並木道を走り抜け、大きな門をくぐり、膝に手を置いて呼吸を整えながら辺りを見回す。
いない。由希も潑春も。
唾を飲み込み、また走り出そうとしたひまりは誰かに腕を掴まれハッと後ろを振り向いた。
「ひまり?どうして本家にいるの?何かあったの?」
ハッハッと白い息を短く吐き出すひまりが、僅かに目線を上げる。
心配そうに眉尻を下げた紅葉の顔があった。
「ゆ、き…と春、見てない?」
「ユキとハルならひまりの所にいたんじゃないの?」
「急、に、出てい、って…」
不安が押し寄せる。ここに居ないなら他に検討がつかない。
不穏な空気を漂わせ、忙しなく辺りを見回すひまりに紅葉自身もザワついた心の内を表情に滲ませ始めた。
あ…。か細い声を上げてひまりの視線が一点を見つめる。その瞳は大きく見開かれ小刻みに揺れた。

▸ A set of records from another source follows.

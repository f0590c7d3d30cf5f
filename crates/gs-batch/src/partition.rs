//! Contiguous work blocks.

use std::ops::Range;

/// Split `0..n` into contiguous blocks of `ceil(n / workers)` items.
///
/// Yields at most `workers` blocks; the last may be shorter. A worker count
/// of zero is treated as one.
pub fn partition(n: usize, workers: usize) -> Vec<Range<usize>> {
    if n == 0 {
        return Vec::new();
    }
    let size = n.div_ceil(workers.max(1));
    (0..n)
        .step_by(size)
        .map(|start| start..(start + size).min(n))
        .collect()
}
#[test]
fn next_time_past_the_end_stops_the_model() {
    let log = log();
    let mut b = hour();
    b.add_model(ModelSpec::time_based("far", "far", 900).with_output("p"))
        .unwrap();
    let config = b.freeze().unwrap();

    let registry = ComponentRegistry::new().with(
        "far",
        Scripted::new("far", &log).next(|_| Some(SimTime::MAX)),
    );
    let mut scheduler = Scheduler::new(config, registry).unwrap();
    let summary = scheduler.run().unwrap();

    assert_eq!(summary.ticks, vec![0]);
    assert_eq!(steps_of(&log, "far"), vec![0]);
    assert_eq!(scheduler.state("far"), Some(ModelState::Done));
}

#[test]
fn huge_step_size_does_not_wrap_the_clock() {
    let log = log();
    let mut b = hour();
    let huge = (SimTime::MAX / 900) * 900;
    b.add_model(ModelSpec::time_based("pv", "pv", 900).with_output("p"))
        .unwrap();
    b.add_model(ModelSpec::time_based("rare", "rare", huge).with_output("p"))
        .unwrap();
    let config = b.freeze().unwrap();

    let registry = ComponentRegistry::new()
        .with("pv", Scripted::new("pv", &log))
        .with(
            "rare",
            Scripted::new("rare", &log).next(|t| (t == 0).then_some(900)),
        );
    run(config, registry).unwrap();
    assert_eq!(steps_of(&log, "rare"), vec![0, 900]);
    assert_eq!(steps_of(&log, "pv"), vec![0, 900, 1800, 2700]);
}

#[test]
fn hybrid_trigger_step_keeps_the_fixed_schedule() {
    let log = log();
    let mut b = hour();
    b.add_model(ModelSpec::time_based("sensor", "sensor", 900).with_output("level"))
        .unwrap();
    b.add_model(
        ModelSpec::hybrid("h", "h", 1800)
            .with_input("level", Value::Null)
            .with_trigger("level"),
    )
    .unwrap();
    b.add_connection(attr("sensor.level"), attr("h.level"), false)
        .unwrap();
    let config = b.freeze().unwrap();

    let registry = ComponentRegistry::new()
        .with(
            "sensor",
            Scripted::new("sensor", &log).emit(|t| {
                let mut m = AttrMap::new();
                m.insert("level".into(), Value::Int(if t >= 900 { 1 } else { 0 }));
                m
            }),
        )
        .with("h", Scripted::new("h", &log));
    run(config, registry).unwrap();

    // 900 is the trigger step; 1800 stays on the declared grid
    assert_eq!(steps_of(&log, "h"), vec![0, 900, 1800]);
}

#[test]
fn registry_must_match_declared_models() {
    let log = log();
    let mut b = hour();
    b.add_model(ModelSpec::time_based("pv", "pv", 900).with_output("p"))
        .unwrap();
    let config = b.freeze().unwrap();

    let err = Scheduler::new(config.clone(), ComponentRegistry::new()).unwrap_err();
    assert_eq!(err, SimError::MissingModel { name: "pv".into() });

    let registry = ComponentRegistry::new()
        .with("pv", Scripted::new("pv", &log))
        .with("ghost", Scripted::new("ghost", &log));
    let err = Scheduler::new(config, registry).unwrap_err();
    assert_eq!(
        err,
        SimError::UndeclaredModel {
            name: "ghost".into()
        }
    );
}

#[test]
fn scheduler_runs_once() {
    let log = log();
    let mut b = hour();
    b.add_model(ModelSpec::time_based("pv", "pv", 900).with_output("p"))
        .unwrap();
    let config = b.freeze().unwrap();
    let mut scheduler =
        Scheduler::new(config, ComponentRegistry::new().with("pv", Scripted::new("pv", &log)))
            .unwrap();
    scheduler.run().unwrap();
    assert!(matches!(scheduler.run(), Err(SimError::AlreadyRun { .. })));
}
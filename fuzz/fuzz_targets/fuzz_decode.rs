#![no_main]
use bmp2raw::{ConvertRequest, DeviceResolution, Limits, Rotation};
use libfuzzer_sys::fuzz_target;

fuzz_target!(|data: &[u8]| {
    let limits = Limits {
        max_pixels: Some(1 << 22),
        ..Default::default()
    };

    // Must never panic
    let _ = bmp2raw::probe(data);
    for degrees in [0, 90, 180, 270] {
        let request = ConvertRequest::new(data)
            .rotation(Rotation::from_degrees(degrees))
            .limits(&limits);
        let _ = request.convert(enough::Unstoppable);

        // Clipped to a small panel
        let clipped = request.device_resolution(DeviceResolution::new(7, 5));
        if let Ok(conversion) = clipped.prepare() {
            for px in conversion.pixels() {
                if px.is_err() {
                    break;
                }
            }
        }
    }
});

落ち着いていた呼吸が再度、ハッハッと短く白い息を作り、掴んだ腕が小刻みに震えていた。
紅葉も瞠目する。
紅野と由希と潑春。そして紅野の腕に横抱きで抱かれた少女。だらりと垂れさがった腕は細枝のようだった。
あ、あ…。と言葉にならない声を上げ始めるひまり。
紅葉は彼女を掴む腕を離すまいと力を込め、小さな肩をもう片方の手で掴む。
彼女の中の何かが、暴れ出しそうな気がして。
白装束を身にまとう少女は、その魅力のひとつでもある艶のある長い黒髪が、肩辺りで粗雑に切り落とされていた。
意識が無いのか、紅野に身を預けて瞳を閉じている。
ひまりにとって大切な人間の、変わり果てた姿。
ひまりと紅葉に気が付いた由希と潑春が、彼女の異常な雰囲気に、動揺の色を残しつつも血相を変えて駆け寄ってくる。
が、ひまりは由希と潑春に気付いていないのか、ただただ紅野に抱かれる依鈴を見ていた。
「ひまり?」
由希がひまりに声を掛けるが、やはり反応が無く視線も合わない。
問いかけに答えないひまりの代わりに、紅葉が二人に何があったのか、と紅野と依鈴を見つめたまま聞いた。